## To do
Find the string "else" in the records and copy each line where it occurs.

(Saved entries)
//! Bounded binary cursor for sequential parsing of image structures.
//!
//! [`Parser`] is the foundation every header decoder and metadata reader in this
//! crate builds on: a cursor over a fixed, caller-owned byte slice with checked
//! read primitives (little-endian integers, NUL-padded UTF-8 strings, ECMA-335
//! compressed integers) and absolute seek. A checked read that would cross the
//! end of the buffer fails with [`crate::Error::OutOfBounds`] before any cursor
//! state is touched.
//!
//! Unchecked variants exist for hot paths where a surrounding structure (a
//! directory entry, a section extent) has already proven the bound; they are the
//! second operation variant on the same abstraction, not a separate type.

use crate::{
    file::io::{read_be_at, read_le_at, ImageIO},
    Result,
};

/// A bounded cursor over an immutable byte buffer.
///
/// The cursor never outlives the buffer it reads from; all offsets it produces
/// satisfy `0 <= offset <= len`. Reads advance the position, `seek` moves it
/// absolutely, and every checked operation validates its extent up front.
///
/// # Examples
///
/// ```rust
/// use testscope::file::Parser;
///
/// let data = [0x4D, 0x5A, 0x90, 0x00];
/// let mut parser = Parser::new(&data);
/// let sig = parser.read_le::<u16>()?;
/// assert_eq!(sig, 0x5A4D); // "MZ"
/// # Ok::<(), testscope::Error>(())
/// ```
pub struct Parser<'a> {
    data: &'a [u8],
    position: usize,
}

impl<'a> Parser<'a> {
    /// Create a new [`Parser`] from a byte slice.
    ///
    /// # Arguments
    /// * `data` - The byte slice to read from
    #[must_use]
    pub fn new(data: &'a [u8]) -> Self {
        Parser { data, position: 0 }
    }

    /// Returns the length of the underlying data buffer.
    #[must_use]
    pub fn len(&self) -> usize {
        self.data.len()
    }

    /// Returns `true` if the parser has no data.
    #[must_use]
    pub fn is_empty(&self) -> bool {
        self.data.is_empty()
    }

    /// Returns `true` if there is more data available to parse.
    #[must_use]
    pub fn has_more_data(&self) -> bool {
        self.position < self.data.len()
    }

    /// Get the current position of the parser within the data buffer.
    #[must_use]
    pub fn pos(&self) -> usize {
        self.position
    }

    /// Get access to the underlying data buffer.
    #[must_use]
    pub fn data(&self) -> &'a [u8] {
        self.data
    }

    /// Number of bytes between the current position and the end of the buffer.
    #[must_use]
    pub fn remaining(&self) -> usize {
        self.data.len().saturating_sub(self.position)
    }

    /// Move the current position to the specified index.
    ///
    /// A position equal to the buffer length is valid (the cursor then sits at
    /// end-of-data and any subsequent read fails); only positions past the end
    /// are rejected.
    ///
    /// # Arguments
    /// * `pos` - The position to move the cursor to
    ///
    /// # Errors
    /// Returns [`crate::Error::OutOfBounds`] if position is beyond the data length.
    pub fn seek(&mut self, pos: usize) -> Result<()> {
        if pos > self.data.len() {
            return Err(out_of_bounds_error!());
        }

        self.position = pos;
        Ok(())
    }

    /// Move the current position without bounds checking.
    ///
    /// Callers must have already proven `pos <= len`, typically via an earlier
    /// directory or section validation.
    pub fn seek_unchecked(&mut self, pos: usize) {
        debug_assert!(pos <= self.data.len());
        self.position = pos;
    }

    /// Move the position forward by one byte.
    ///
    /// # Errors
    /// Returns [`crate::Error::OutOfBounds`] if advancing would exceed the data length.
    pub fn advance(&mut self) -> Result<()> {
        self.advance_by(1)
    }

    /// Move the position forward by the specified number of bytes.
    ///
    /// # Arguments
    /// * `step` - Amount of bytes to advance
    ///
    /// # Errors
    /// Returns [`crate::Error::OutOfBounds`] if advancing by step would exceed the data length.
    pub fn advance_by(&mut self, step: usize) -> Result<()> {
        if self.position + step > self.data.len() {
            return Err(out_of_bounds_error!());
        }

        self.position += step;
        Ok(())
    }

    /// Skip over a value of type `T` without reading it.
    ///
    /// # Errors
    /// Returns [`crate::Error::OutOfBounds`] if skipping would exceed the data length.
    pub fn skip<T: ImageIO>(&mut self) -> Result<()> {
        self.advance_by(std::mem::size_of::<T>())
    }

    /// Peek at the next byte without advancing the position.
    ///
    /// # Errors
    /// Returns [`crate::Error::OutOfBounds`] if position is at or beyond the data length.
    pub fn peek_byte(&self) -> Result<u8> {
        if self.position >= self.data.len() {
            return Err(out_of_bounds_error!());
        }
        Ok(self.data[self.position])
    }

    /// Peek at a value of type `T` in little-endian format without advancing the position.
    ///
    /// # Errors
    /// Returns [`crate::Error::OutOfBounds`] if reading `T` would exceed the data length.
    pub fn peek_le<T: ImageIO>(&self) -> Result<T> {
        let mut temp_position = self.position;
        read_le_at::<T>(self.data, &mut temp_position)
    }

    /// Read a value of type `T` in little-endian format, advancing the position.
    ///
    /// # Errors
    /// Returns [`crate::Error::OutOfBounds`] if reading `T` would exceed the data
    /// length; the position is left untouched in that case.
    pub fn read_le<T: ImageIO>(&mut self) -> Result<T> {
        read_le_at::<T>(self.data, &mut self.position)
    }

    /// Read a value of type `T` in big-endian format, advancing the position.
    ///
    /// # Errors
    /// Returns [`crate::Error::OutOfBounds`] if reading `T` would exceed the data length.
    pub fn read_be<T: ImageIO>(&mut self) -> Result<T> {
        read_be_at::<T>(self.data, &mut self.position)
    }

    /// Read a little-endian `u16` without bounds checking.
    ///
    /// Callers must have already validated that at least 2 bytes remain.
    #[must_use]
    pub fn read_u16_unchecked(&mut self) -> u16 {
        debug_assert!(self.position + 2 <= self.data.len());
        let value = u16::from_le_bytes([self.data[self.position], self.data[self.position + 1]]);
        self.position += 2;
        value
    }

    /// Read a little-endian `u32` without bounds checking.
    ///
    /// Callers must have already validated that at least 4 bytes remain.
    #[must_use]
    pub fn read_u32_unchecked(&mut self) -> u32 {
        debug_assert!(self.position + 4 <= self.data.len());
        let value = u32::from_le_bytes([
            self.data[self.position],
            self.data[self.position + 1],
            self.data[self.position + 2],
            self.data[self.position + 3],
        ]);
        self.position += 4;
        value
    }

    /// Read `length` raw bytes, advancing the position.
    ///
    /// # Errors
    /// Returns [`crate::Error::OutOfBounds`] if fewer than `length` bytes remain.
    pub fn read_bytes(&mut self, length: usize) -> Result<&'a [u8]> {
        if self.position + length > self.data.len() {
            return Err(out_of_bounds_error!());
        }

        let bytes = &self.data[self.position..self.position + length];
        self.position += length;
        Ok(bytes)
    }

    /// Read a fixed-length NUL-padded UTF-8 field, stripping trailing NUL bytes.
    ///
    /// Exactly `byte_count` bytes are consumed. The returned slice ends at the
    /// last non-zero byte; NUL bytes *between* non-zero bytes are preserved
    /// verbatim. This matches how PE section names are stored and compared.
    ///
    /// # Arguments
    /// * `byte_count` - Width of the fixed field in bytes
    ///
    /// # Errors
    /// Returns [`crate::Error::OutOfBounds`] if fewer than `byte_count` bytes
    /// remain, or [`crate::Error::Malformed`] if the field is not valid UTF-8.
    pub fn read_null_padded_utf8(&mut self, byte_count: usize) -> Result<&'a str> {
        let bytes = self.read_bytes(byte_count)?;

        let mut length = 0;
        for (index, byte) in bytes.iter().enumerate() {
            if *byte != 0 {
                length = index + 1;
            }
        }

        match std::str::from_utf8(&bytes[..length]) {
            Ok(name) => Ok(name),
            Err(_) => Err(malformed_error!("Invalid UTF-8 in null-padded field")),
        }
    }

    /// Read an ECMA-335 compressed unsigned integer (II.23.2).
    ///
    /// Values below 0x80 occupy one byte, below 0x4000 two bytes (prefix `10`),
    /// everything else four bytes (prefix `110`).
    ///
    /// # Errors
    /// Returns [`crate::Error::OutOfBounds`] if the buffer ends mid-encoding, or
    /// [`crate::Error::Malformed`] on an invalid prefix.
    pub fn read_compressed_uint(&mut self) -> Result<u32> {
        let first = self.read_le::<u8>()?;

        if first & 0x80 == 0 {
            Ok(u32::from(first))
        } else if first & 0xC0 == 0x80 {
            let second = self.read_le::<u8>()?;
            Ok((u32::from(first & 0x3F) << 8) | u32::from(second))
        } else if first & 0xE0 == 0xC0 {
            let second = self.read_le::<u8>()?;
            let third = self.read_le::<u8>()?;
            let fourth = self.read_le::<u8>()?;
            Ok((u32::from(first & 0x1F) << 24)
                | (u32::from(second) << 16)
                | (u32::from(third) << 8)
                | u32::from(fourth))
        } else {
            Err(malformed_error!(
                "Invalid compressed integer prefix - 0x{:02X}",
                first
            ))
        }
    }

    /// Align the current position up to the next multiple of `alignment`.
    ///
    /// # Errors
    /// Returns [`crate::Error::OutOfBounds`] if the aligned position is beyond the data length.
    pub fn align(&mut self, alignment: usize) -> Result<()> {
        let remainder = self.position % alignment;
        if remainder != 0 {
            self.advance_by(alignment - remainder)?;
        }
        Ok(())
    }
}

---

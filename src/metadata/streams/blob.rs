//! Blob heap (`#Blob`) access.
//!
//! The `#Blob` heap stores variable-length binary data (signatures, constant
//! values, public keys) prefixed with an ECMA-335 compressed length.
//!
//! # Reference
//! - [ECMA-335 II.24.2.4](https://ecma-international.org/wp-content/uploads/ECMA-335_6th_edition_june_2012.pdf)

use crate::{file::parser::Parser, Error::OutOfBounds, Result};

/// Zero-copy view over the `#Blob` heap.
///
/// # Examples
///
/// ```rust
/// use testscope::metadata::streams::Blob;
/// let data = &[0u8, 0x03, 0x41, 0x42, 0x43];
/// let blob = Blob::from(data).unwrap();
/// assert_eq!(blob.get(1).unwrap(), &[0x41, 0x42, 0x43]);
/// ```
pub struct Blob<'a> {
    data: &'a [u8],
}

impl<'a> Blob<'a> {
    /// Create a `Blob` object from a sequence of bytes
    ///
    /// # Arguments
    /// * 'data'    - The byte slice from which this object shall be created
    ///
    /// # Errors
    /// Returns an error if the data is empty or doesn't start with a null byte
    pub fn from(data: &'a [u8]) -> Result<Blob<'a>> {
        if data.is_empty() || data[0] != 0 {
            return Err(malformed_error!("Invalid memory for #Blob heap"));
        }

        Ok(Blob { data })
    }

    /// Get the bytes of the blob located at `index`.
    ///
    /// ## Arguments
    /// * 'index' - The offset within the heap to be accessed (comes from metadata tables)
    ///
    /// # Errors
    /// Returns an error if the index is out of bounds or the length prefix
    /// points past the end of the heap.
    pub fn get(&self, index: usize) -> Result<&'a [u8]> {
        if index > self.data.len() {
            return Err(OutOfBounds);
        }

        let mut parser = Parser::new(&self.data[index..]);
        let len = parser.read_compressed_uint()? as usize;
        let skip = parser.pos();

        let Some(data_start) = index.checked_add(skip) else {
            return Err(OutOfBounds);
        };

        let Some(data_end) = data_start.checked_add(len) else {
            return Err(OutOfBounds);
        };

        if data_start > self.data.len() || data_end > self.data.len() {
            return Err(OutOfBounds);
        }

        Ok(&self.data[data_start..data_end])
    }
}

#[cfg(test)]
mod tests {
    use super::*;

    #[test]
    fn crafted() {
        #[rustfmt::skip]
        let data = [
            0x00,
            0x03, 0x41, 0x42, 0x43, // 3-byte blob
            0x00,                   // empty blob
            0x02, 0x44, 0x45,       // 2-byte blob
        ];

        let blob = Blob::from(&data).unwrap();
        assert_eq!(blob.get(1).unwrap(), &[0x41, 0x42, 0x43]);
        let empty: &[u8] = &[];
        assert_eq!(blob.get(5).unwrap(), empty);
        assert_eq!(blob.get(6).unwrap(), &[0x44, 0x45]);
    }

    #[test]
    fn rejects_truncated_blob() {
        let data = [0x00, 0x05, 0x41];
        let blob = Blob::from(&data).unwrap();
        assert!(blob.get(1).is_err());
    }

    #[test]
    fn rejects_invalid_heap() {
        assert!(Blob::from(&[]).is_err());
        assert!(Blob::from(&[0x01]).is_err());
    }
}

--

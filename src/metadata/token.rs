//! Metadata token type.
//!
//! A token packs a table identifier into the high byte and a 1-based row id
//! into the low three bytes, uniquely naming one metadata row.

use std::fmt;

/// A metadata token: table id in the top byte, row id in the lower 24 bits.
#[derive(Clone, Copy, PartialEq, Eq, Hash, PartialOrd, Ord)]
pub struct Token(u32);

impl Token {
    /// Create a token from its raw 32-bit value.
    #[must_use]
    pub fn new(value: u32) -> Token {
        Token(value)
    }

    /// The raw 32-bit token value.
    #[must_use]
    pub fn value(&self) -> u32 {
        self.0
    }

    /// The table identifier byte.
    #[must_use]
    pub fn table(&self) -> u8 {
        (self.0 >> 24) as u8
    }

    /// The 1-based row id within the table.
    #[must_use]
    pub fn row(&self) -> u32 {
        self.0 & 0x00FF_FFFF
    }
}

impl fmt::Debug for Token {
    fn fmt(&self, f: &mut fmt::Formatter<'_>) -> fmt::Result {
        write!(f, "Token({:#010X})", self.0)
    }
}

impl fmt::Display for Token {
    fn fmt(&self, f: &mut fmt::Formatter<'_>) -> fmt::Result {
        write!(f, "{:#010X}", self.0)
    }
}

## Reply to the task
    /// everything else four bytes (prefix `110`).
        } else if first & 0xC0 == 0x80 {
        } else if first & 0xE0 == 0xC0 {
        } else {
        let Some(data_start) = index.checked_add(skip) else {
        let Some(data_end) = data_start.checked_add(len) else {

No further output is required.